3. A picture is worth a thousand words
Almost anyone, regardless of organizational level or education can understand and be able to answer questions about a box plot.
Why is a box plot important to understand?
As a summary graphic, understanding what the box plot is telling you about the data can serve as an initial look at central tendency, variation, and shape of the data.
It is a graph and not a statistical analysis
While the box plot is useful as a visual description of the data, it is not a rigorous analysis.
The definition of outlier in a box plot
It is important to understand that the definition of an outlier in a box plot is not a strict statistical computation. It should be interpreted as an opportunity to learn something about the process rather than an absolute determination of an unusual value.
Orientation of the box plot
Whether the box plot is drawn horizontally or vertically doesn’t matter since the interpretation will be the same.
An industry example of a box plot
The finance manager of a company was interested in the number of invoices her billing department could process in a day. Since she managed the billing department in five different locations, she had her Six Sigma Black Belt collect data for a month and then report back to her.
Below is the box plot the Black Belt used to display the data.
When the Black Belt was asked to interpret the graph for the finance manager, this is what he summarized:
- Location D processed the most invoices but also had the greatest variation, which made it difficult to do planning.

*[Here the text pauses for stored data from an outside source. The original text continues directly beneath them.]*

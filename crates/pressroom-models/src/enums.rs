use thiserror::Error;

#[derive(Debug, Clone, PartialEq, Eq, Error)]
#[error("`{value}` is not a valid {type_name} (expected one of: {expected})")]
pub struct ParseEnumError {
    pub type_name: &'static str,
    pub value: String,
    pub expected: String,
}

/// Declares a closed string enum stored as its lowercase literal.
///
/// Generates `VALUES`, `as_str`, `Display`, `FromStr` and serde impls that
/// reject every literal outside the declared set.
macro_rules! string_enum {
    (
        $(#[$meta:meta])*
        $vis:vis enum $name:ident {
            $( $(#[$vmeta:meta])* $variant:ident => $literal:literal, )+
        }
    ) => {
        $(#[$meta])*
        #[derive(Debug, Clone, Copy, PartialEq, Eq, Hash, serde::Serialize, serde::Deserialize)]
        $vis enum $name {
            $(
                $(#[$vmeta])*
                #[serde(rename = $literal)]
                $variant,
            )+
        }

        impl $name {
            /// Storable literals in declaration order.
            pub const VALUES: &'static [&'static str] = &[$($literal),+];

            pub fn as_str(self) -> &'static str {
                match self {
                    $( $name::$variant => $literal, )+
                }
            }
        }

        impl std::fmt::Display for $name {
            fn fmt(&self, f: &mut std::fmt::Formatter<'_>) -> std::fmt::Result {
                f.write_str(self.as_str())
            }
        }

        impl std::str::FromStr for $name {
            type Err = $crate::enums::ParseEnumError;

            fn from_str(s: &str) -> Result<Self, Self::Err> {
                match s {
                    $( $literal => Ok($name::$variant), )+
                    other => Err($crate::enums::ParseEnumError {
                        type_name: stringify!($name),
                        value: other.to_string(),
                        expected: Self::VALUES.join(", "),
                    }),
                }
            }
        }
    };
}

pub(crate) use string_enum;
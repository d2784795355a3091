use std::collections::HashSet;

use pressroom_core::TableDef;

use crate::error::QueryError;
use crate::sql::{BuiltQuery, DatabaseBackend, build_create_table};

/// Order tables so every table comes after the tables its foreign keys
/// reference. Ties keep the input order; self-references are ignored.
pub fn sort_by_dependencies(tables: &[TableDef]) -> Result<Vec<TableDef>, QueryError> {
    let normalized = tables
        .iter()
        .map(TableDef::normalize)
        .collect::<Result<Vec<_>, _>>()?;

    let known: HashSet<&str> = normalized.iter().map(|t| t.name.as_str()).collect();
    let mut deps: Vec<Vec<&str>> = Vec::with_capacity(normalized.len());
    for table in &normalized {
        let mut table_deps = Vec::new();
        for fk in table.foreign_keys() {
            if fk.ref_table == table.name {
                continue;
            }
            if !known.contains(fk.ref_table) {
                return Err(QueryError::UnknownReferencedTable {
                    table: table.name.clone(),
                    ref_table: fk.ref_table.to_string(),
                });
            }
            table_deps.push(fk.ref_table);
        }
        deps.push(table_deps);
    }

    let mut emitted: HashSet<&str> = HashSet::new();
    let mut order: Vec<usize> = Vec::with_capacity(normalized.len());
    while order.len() < normalized.len() {
        let next = (0..normalized.len()).find(|&i| {
            !emitted.contains(normalized[i].name.as_str())
                && deps[i].iter().all(|d| emitted.contains(d))
        });
        match next {
            Some(i) => {
                emitted.insert(normalized[i].name.as_str());
                order.push(i);
            }
            None => {
                let tables = normalized
                    .iter()
                    .filter(|t| !emitted.contains(t.name.as_str()))
                    .map(|t| t.name.clone())
                    .collect();
                return Err(QueryError::CyclicDependency { tables });
            }
        }
    }

    Ok(order.into_iter().map(|i| normalized[i].clone()).collect())
}

/// DDL for a whole schema, tables in dependency order.
pub fn build_schema_queries(
    backend: DatabaseBackend,
    tables: &[TableDef],
) -> Result<Vec<BuiltQuery>, QueryError> {
    let mut queries = Vec::new();
    for table in sort_by_dependencies(tables)? {
        queries.extend(
            build_create_table(backend, &table)?
                .into_iter()
                .filter(|q| q.applies_to(backend)),
        );
    }
    Ok(queries)
}

/// Rendered statements of [`build_schema_queries`], without trailing `;`.
pub fn build_schema_sql(
    backend: DatabaseBackend,
    tables: &[TableDef],
) -> Result<Vec<String>, QueryError> {
    Ok(build_schema_queries(backend, tables)?
        .iter()
        .map(|q| q.build(backend))
        .collect())
}
use serde::{Deserialize, Serialize};

/// Inline `unique` / `index` shorthand on a column.
///
/// `true` creates a single-column constraint, a string names it, and an
/// array makes the column part of every named (possibly composite) one.
#[derive(Debug, Clone, PartialEq, Eq, Serialize, Deserialize)]
#[cfg_attr(feature = "schema", derive(schemars::JsonSchema))]
#[serde(untagged)]
pub enum StrOrBoolOrArray {
    Str(String),
    Array(Vec<String>),
    Bool(bool),
}
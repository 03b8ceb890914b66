use chrono::{Duration, Local, NaiveDateTime, Timelike};
use serde::Serialize;

use crate::domain::formatting::{LOCAL_MINUTE_FORMAT, parse_local_datetime};
use crate::domain::models::{
    ChargingSession, DEFAULT_ELECTRICITY_RATE, DEFAULT_NIGHT_RATE, VehicleSettings,
};

const NIGHT_STARTS_AT_HOUR: u32 = 22;
const NIGHT_ENDS_AT_HOUR: u32 = 8;
const RAPID_ABOVE_KW: f64 = 20.0;
const NORMAL_FROM_KW: f64 = 3.0;
const FALLBACK_LOCATION_KW: f64 = 3.0;

pub fn charged_kwh(capacity: f64, start_pct: f64, end_pct: f64) -> f64 {
    capacity * (end_pct - start_pct) / 100.0
}

pub fn cost(kwh: f64, rate: f64) -> i64 {
    (kwh * rate).round() as i64
}

/// Minutes between two stored timestamps, clamped at zero. Unparseable
/// input counts as zero as well.
pub fn duration_minutes(start_iso: &str, end_iso: &str) -> f64 {
    match (parse_local_datetime(start_iso), parse_local_datetime(end_iso)) {
        (Some(start), Some(end)) => minutes_between(start, end),
        _ => 0.0,
    }
}

pub fn minutes_between(start: NaiveDateTime, end: NaiveDateTime) -> f64 {
    let millis = (end - start).num_milliseconds();
    (millis as f64 / 60_000.0).max(0.0)
}

pub fn charge_speed_kw(kwh: f64, duration_min: f64) -> f64 {
    if duration_min > 0.0 {
        kwh / (duration_min / 60.0)
    } else {
        0.0
    }
}

#[derive(Debug, Clone, Copy, PartialEq, Eq, Serialize)]
pub enum SpeedBadge {
    Rapid,
    Normal,
    Slow,
}

impl SpeedBadge {
    pub fn label(self) -> &'static str {
        match self {
            Self::Rapid => "Rapid",
            Self::Normal => "Normal",
            Self::Slow => "Slow",
        }
    }

    pub fn emoji(self) -> &'static str {
        match self {
            Self::Rapid => "\u{1F534}",
            Self::Normal => "\u{1F7E1}",
            Self::Slow => "\u{1F7E2}",
        }
    }

    pub fn color(self) -> &'static str {
        match self {
            Self::Rapid => "#EF4444",
            Self::Normal => "#F59E0B",
            Self::Slow => "#22C55E",
        }
    }
}

pub fn speed_badge(kw: f64) -> SpeedBadge {
    if kw > RAPID_ABOVE_KW {
        SpeedBadge::Rapid
    } else if kw >= NORMAL_FROM_KW {
        SpeedBadge::Normal
    } else {
        SpeedBadge::Slow
    }
}

pub fn is_night_hour(hour: u32) -> bool {
    hour >= NIGHT_STARTS_AT_HOUR || hour < NIGHT_ENDS_AT_HOUR
}

/// Picks the night or day rate from the local wall-clock hour of
/// `start_time` (now when absent). An unparseable start time uses the day
/// rate.
pub fn auto_rate(settings: &VehicleSettings, start_time: Option<&str>) -> f64 {
    if !settings.use_night_rate {
        return settings.electricity_rate;
    }

    let hour = match start_time {
        Some(value) => parse_local_datetime(value).map(|datetime| datetime.hour()),
        None => Some(Local::now().hour()),
    };

    match hour {
        Some(hour) if is_night_hour(hour) => settings.night_rate,
        _ => settings.electricity_rate,
    }
}

/// Rate applied to a finished session; zero rates fall back to the
/// defaults.
pub fn effective_rate(settings: &VehicleSettings, start_time: &str) -> f64 {
    let rate = auto_rate(settings, Some(start_time));
    if rate > 0.0 {
        return rate;
    }

    match parse_local_datetime(start_time) {
        Some(datetime) if settings.use_night_rate && is_night_hour(datetime.hour()) => {
            DEFAULT_NIGHT_RATE
        }
        _ => DEFAULT_ELECTRICITY_RATE,
    }
}

pub fn round_to_tenth(value: f64) -> f64 {
    (value * 10.0).round() / 10.0
}

/// Estimates derived purely from elapsed wall time and the snapshot of the
/// location's rated power.
#[derive(Debug, Clone, PartialEq, Serialize)]
#[serde(rename_all = "camelCase")]
pub struct LiveEstimate {
    pub location_kw: f64,
    pub elapsed_kwh: f64,
    pub live_cost: i64,
    pub current_pct: f64,
    pub progress_pct: f64,
    pub estimated_total_minutes: f64,
    pub estimated_completion: Option<String>,
}

pub fn live_estimate(
    session: &ChargingSession,
    capacity: f64,
    rate: f64,
    elapsed_seconds: u64,
) -> LiveEstimate {
    let location_kw = if session.kw > 0.0 {
        session.kw
    } else {
        FALLBACK_LOCATION_KW
    };

    let remain_pct = 100.0 - session.start_battery;
    let remain_kwh = capacity * remain_pct / 100.0;
    let estimated_total_minutes = (remain_kwh / location_kw * 60.0).max(0.0);

    let estimated_completion = parse_local_datetime(&session.start_time).map(|start| {
        let offset = Duration::milliseconds((estimated_total_minutes * 60_000.0) as i64);
        (start + offset).format(LOCAL_MINUTE_FORMAT).to_string()
    });

    let elapsed_kwh = location_kw * (elapsed_seconds as f64 / 3600.0);
    let current_pct = if capacity > 0.0 {
        (session.start_battery + elapsed_kwh / capacity * 100.0).min(100.0)
    } else {
        session.start_battery
    };
    let progress_pct = if remain_pct > 0.0 {
        ((current_pct - session.start_battery) / remain_pct * 100.0).min(100.0)
    } else {
        100.0
    };

    LiveEstimate {
        location_kw,
        elapsed_kwh,
        live_cost: cost(elapsed_kwh, rate),
        current_pct,
        progress_pct,
        estimated_total_minutes,
        estimated_completion,
    }
}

- Location C had the least variation.
- Location B had the lowest number of invoices processed.
- All locations had outliers.
He suggested the following actions be taken:
- Visit location D and investigate their process to understand how they are able to process so many more invoices than the other sites. Share that knowledge with the other sites, especially with Location B.
- Visit Location C to learn what they are doing to process invoices in such a consistent way and share it with Location D.
4 best practices when thinking about a box plot
It’s rare that you will be constructing a box plot by hand since many computer programs will do it for you. Here are a few things to think about if you choose to do a box plot.
1. Display the box plot vertically
Although the box plot orientation can be either vertical or horizontal, it is most common to do it vertically. This would allow your Y values to be on the vertical axis and your X categories on the horizontal axis.
2. Adequate sample size
For the box plot to be meaningful, be sure you have an adequate sample size, generally more than 20.
3. Use both average and median on the graph
Most statistical programs will allow you to put both the median and mean on the box plot. This will help with the determination of whether there might be skewness in your data.
4. Be sure to order your data high to low, or low to high
When calculating your Q1 and Q3 values, the data must be sequenced so Q1 and Q3 accurately represent the 25th and 75th percent of the data.
Frequently Asked Questions (FAQ) about a box plot
Why is 1.5IQR used to determine an outlier?
While many statisticians seek to provide a statistical explanation, the truth is Dr. John Tukey, the developer of the box plot, answered the question by saying, “Because 1 is too small and 2 is too large.”
What does a box plot tell me?
It provides a graphical description of your data by showing the median, variation, shape, quartiles, and outliers.
How do I compare multiple sets of data?
- Compare the medians or means
- Compare the interquartile ranges (box lengths), to compare variation
- Look at the overall spread (length of the whiskers)
- Look for signs of skewness and symmetry
- Look for outliers
Final thoughts for box plots
The box plot is a simple graphical representation of your data. With it, you can understand the central tendency, shape, and variation of your data along with any unusual data points or outliers.
It is a great tool for comparing different data sets. But, keep in mind it is a graphical tool and not a rigorous analytical look at your data.